Richard S. Edwards commenced her third WestPac cruise 13 November 1962 for fast carrier operations throughout the western Pacific, returning home in June 1963. She resumed local operations until commencing her fourth WestPac cruise from August 1964 to January 1965. During this deployment Edwards and engaged North Vietnamese torpedo boats in the Tonkin Gulf on 18 September, probably sinking several.

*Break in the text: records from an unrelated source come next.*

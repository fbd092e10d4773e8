// SPDX-License-Identifier: MIT
// SPDX-FileCopyrightText: 2025-2026 natyamatsya contributors
//
// Per-rank channel bundle: every pipe end one worker holds, grouped by
// role. Built two ways: `from_slots` adopts the descriptors a launcher
// relocated into this process (the production path), `local_world` wires a
// whole world out of fresh pipes inside one process (tests, demos,
// single-process experiments).

use std::io;

use crate::chan::Chan;
use crate::layout;

/// Channels to the tree parent: `up` is written, `down` is read.
pub struct ParentLink {
    pub up: Chan,
    pub down: Chan,
}

/// Channels to one tree child: `up` is read, `down` is written.
pub struct ChildLink {
    pub up: Chan,
    pub down: Chan,
}

/// The collective-tree channels of one rank.
pub struct TreeLinks {
    pub parent: Option<ParentLink>,
    pub left: Option<ChildLink>,
    pub right: Option<ChildLink>,
}

impl TreeLinks {
    fn empty() -> TreeLinks {
        TreeLinks {
            parent: None,
            left: None,
            right: None,
        }
    }
}

/// Relay channels between rank 0 and every other rank, used when a
/// collective's semantic root is not rank 0. Rank 0 holds the hub side
/// (`up_rx`/`down_tx`, indexed by rank); every other rank holds its spoke
/// (`up_tx`/`down_rx`).
pub struct RelayLinks {
    pub up_rx: Vec<Option<Chan>>,
    pub down_tx: Vec<Option<Chan>>,
    pub up_tx: Option<Chan>,
    pub down_rx: Option<Chan>,
}

impl RelayLinks {
    fn empty(size: usize) -> RelayLinks {
        RelayLinks {
            up_rx: (0..size).map(|_| None).collect(),
            down_tx: (0..size).map(|_| None).collect(),
            up_tx: None,
            down_rx: None,
        }
    }

    pub(crate) fn hub_up(&self, r: usize) -> &Chan {
        self.up_rx[r].as_ref().expect("no relay channel from that rank")
    }

    pub(crate) fn hub_down(&self, r: usize) -> &Chan {
        self.down_tx[r].as_ref().expect("no relay channel to that rank")
    }

    pub(crate) fn spoke_up(&self) -> &Chan {
        self.up_tx.as_ref().expect("rank 0 has no relay spoke")
    }

    pub(crate) fn spoke_down(&self) -> &Chan {
        self.down_rx.as_ref().expect("rank 0 has no relay spoke")
    }
}

/// Everything one rank holds: point-to-point channels indexed by peer,
/// tree links, relay links, and stray inherited endpoints (tree pipes
/// toward heap nodes outside the world) kept only so finalize closes them.
pub struct Wiring {
    pub p2p_rx: Vec<Option<Chan>>,
    pub p2p_tx: Vec<Option<Chan>>,
    pub tree: TreeLinks,
    pub relay: RelayLinks,
    pub stray: Vec<Chan>,
}

impl Wiring {
    fn empty(size: usize) -> Wiring {
        Wiring {
            p2p_rx: (0..size).map(|_| None).collect(),
            p2p_tx: (0..size).map(|_| None).collect(),
            tree: TreeLinks::empty(),
            relay: RelayLinks::empty(size),
            stray: Vec::new(),
        }
    }

    /// Adopt the descriptor slots the launcher relocated for `rank`.
    /// Must be called exactly once per process, before any channel I/O.
    pub fn from_slots(rank: usize, size: usize) -> Wiring {
        let mut w = Wiring::empty(size);

        for peer in 0..size {
            if peer != rank {
                w.p2p_rx[peer] = Some(Chan::from_slot(layout::p2p_read_slot(rank, peer)));
                w.p2p_tx[peer] = Some(Chan::from_slot(layout::p2p_write_slot(rank, peer)));
            }
        }

        if rank > 0 {
            w.tree.parent = Some(ParentLink {
                up: Chan::from_slot(layout::tree_up_write_slot(rank)),
                down: Chan::from_slot(layout::tree_down_read_slot(rank)),
            });
        }
        for which in 0..2 {
            let up = Chan::from_slot(layout::tree_up_read_slot(rank, which));
            let down = Chan::from_slot(layout::tree_down_write_slot(rank, which));
            let child = if which == 0 {
                layout::left_child(rank, size)
            } else {
                layout::right_child(rank, size)
            };
            if child.is_some() {
                let link = ChildLink { up, down };
                if which == 0 {
                    w.tree.left = Some(link);
                } else {
                    w.tree.right = Some(link);
                }
            } else {
                w.stray.push(up);
                w.stray.push(down);
            }
        }

        if rank == 0 {
            for r in 1..size {
                w.relay.up_rx[r] = Some(Chan::from_slot(layout::relay_up_read_slot(r)));
                w.relay.down_tx[r] = Some(Chan::from_slot(layout::relay_down_write_slot(r)));
            }
        } else {
            w.relay.up_tx = Some(Chan::from_slot(layout::relay_up_write_slot(rank)));
            w.relay.down_rx = Some(Chan::from_slot(layout::relay_down_read_slot(rank)));
        }

        w
    }
}

/// Wire a complete `size`-rank world out of fresh pipes, one bundle per
/// rank. Each bundle can be moved to its own thread and driven through
/// `Mimpi::with_wiring`.
pub fn local_world(size: usize) -> io::Result<Vec<Wiring>> {
    let mut worlds: Vec<Wiring> = (0..size).map(|_| Wiring::empty(size)).collect();

    for to in 0..size {
        for from in 0..size {
            if from != to {
                let (rx, tx) = Chan::pair()?;
                worlds[to].p2p_rx[from] = Some(rx);
                worlds[from].p2p_tx[to] = Some(tx);
            }
        }
    }

    for child in 1..size {
        let par = layout::parent(child).expect("non-root rank has a parent");
        let (up_rx, up_tx) = Chan::pair()?;
        let (down_rx, down_tx) = Chan::pair()?;
        worlds[child].tree.parent = Some(ParentLink {
            up: up_tx,
            down: down_rx,
        });
        let link = ChildLink {
            up: up_rx,
            down: down_tx,
        };
        if layout::left_child(par, size) == Some(child) {
            worlds[par].tree.left = Some(link);
        } else {
            worlds[par].tree.right = Some(link);
        }
    }

    for r in 1..size {
        let (up_rx, up_tx) = Chan::pair()?;
        let (down_rx, down_tx) = Chan::pair()?;
        worlds[0].relay.up_rx[r] = Some(up_rx);
        worlds[0].relay.down_tx[r] = Some(down_tx);
        worlds[r].relay.up_tx = Some(up_tx);
        worlds[r].relay.down_rx = Some(down_rx);
    }

    Ok(worlds)
}
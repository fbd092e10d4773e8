// SPDX-License-Identifier: MIT
// SPDX-FileCopyrightText: 2025-2026 natyamatsya contributors
//
// Reduction worker for any world size. Run with:
//   mimpirun 4 demo_reduce
//
// Every rank contributes a buffer of `rank + 1` bytes repeated COUNT
// times; rank 0 verifies the element-wise SUM (modulo 256) and every rank
// checks the broadcast of the verdict.

use std::process::exit;

use mimpi::{Mimpi, ReduceOp};

const COUNT: usize = 8;

fn main() {
    let mut mpi = Mimpi::init(false).expect("init");
    let n = mpi.world_size();
    let rank = mpi.world_rank();

    let contribution = vec![(rank + 1) as u8; COUNT];
    let result = mpi
        .reduce(&contribution, ReduceOp::Sum, 0)
        .expect("reduce");

    let mut verdict = [0u8; 1];
    if rank == 0 {
        let expected = ((n * (n + 1) / 2) % 256) as u8;
        let sum = result.expect("root gets the reduction");
        println!("rank 0: sum {sum:?}, expected {expected} per element");
        verdict[0] = u8::from(sum == vec![expected; COUNT]);
    }
    mpi.bcast(&mut verdict, 0).expect("bcast verdict");

    mpi.barrier().expect("barrier");
    mpi.finalize();
    exit(if verdict[0] == 1 { 0 } else { 1 });
}
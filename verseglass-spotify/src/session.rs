//! Session facade wiring the token manager, API client, and polling loop.

use crate::client::SpotifyClient;
use crate::credentials::CredentialStore;
use crate::error::{ApiError, AuthError};
use crate::paths::credentials_path;
use crate::poller::PlaybackPoller;
use crate::token::TokenManager;
use std::sync::Arc;
use std::time::Duration;
use tokio::sync::broadcast;
use verseglass_core::{EventBus, PlayerEvent, SpotifyConfig};

/// A connected Spotify session: authentication plus playback polling.
pub struct SpotifySession {
    tokens: Arc<TokenManager>,
    client: Arc<SpotifyClient>,
    poller: Arc<PlaybackPoller<SpotifyClient>>,
    bus: EventBus,
}

impl SpotifySession {
    /// Build a session from configuration, loading persisted credentials.
    ///
    /// # Errors
    ///
    /// Returns an error if persisted credentials are unreadable or an HTTP
    /// client cannot be built.
    pub fn new(config: &SpotifyConfig, bus: EventBus) -> Result<Self, SessionError> {
        let store = CredentialStore::new(credentials_path());
        let tokens = Arc::new(TokenManager::new(config, store, bus.clone())?);
        let client = Arc::new(SpotifyClient::new(tokens.credentials())?);
        let poller = Arc::new(PlaybackPoller::new(
            Arc::clone(&client),
            Arc::clone(&tokens),
            bus.clone(),
            Duration::from_millis(config.poll_interval_ms),
        ));

        Ok(Self {
            tokens,
            client,
            poller,
            bus,
        })
    }

    /// Validate or acquire credentials, running the interactive flow when
    /// needed.
    ///
    /// # Errors
    ///
    /// Returns an error if every acquisition path failed.
    pub async fn authenticate(&self) -> Result<(), AuthError> {
        self.tokens.authenticate(self.client.as_ref()).await
    }

    /// Start the playback polling loop. A no-op when already running; a
    /// loop still winding down after a stop is drained first.
    pub async fn start_polling(&self) {
        Arc::clone(&self.poller).start_polling().await;
    }

    /// Request the polling loop to stop.
    pub async fn stop_polling(&self) {
        self.poller.stop_polling().await;
    }

    /// Whether the polling loop is currently running.
    pub async fn is_polling(&self) -> bool {
        self.poller.is_polling().await
    }

    /// Subscribe to playback events.
    #[must_use]
    pub fn subscribe(&self) -> broadcast::Receiver<PlayerEvent> {
        self.bus.subscribe()
    }
}

/// Errors raised while building or driving a session.
#[derive(Debug, thiserror::Error)]
pub enum SessionError {
    #[error(transparent)]
    Auth(#[from] AuthError),

    #[error(transparent)]
    Api(#[from] ApiError),
}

Upon returning from the Far East, Edwards operated off the west coast until deploying to WestPac again 1 March 1966 to 26 August 1966. There she rendered naval gunfire support to forces ashore in Vietnam and plane-guarded for U.S. Navy carriers in the Tonkin Gulf. During 1967, she operated off the west coast of the United States until returning to WestPac in August. She arrived at Da Nang, South Vietnam, 3 November 1967. She returned to San Diego 12 March 1968 and spent the balance of that year operating off the west coast.

In late January 1969 Edwards deployed to WestPac again to operate off Vietnam. She returned to San Diego 13 August 1969, until being decommissioned at Long Beach, California on 27 February 1970. She immediately entered Long Beach Naval Shipyard and underwent ASW modernization. By December, she was participating in sea trials in anticipation of her recommissioning, which occurred 15 January 1971. She embarked 4 March for Pearl Harbor, Hawaii, her new home port, and continued operations in that vicinity until April 1972.

Receiving only 72 hours notice, Edwards sailed from Pearl Harbor 10 April 1972 for the western Pacific and deployment off the Vietnamese coast. On 9 May 1972, Edwards led the gunfire strike that preceded the Operation Pocket Money mining of Haiphong Harbor. She remained in the area, either on the gunline or cruising with the carriers as escort and plane-guard, until November. She returned to Pearl Harbor on 10 November 1972, operating out of that port until decommissioned on 15 December 1982.

Richard S. Edwards received six battle stars for service off Vietnam.

==Fate==
She was decommissioned 15 December 1982, stricken 7 February 1990, and sunk as a target ship off the coast of Kauai on 10 April 1997, or may be 12 May 1997.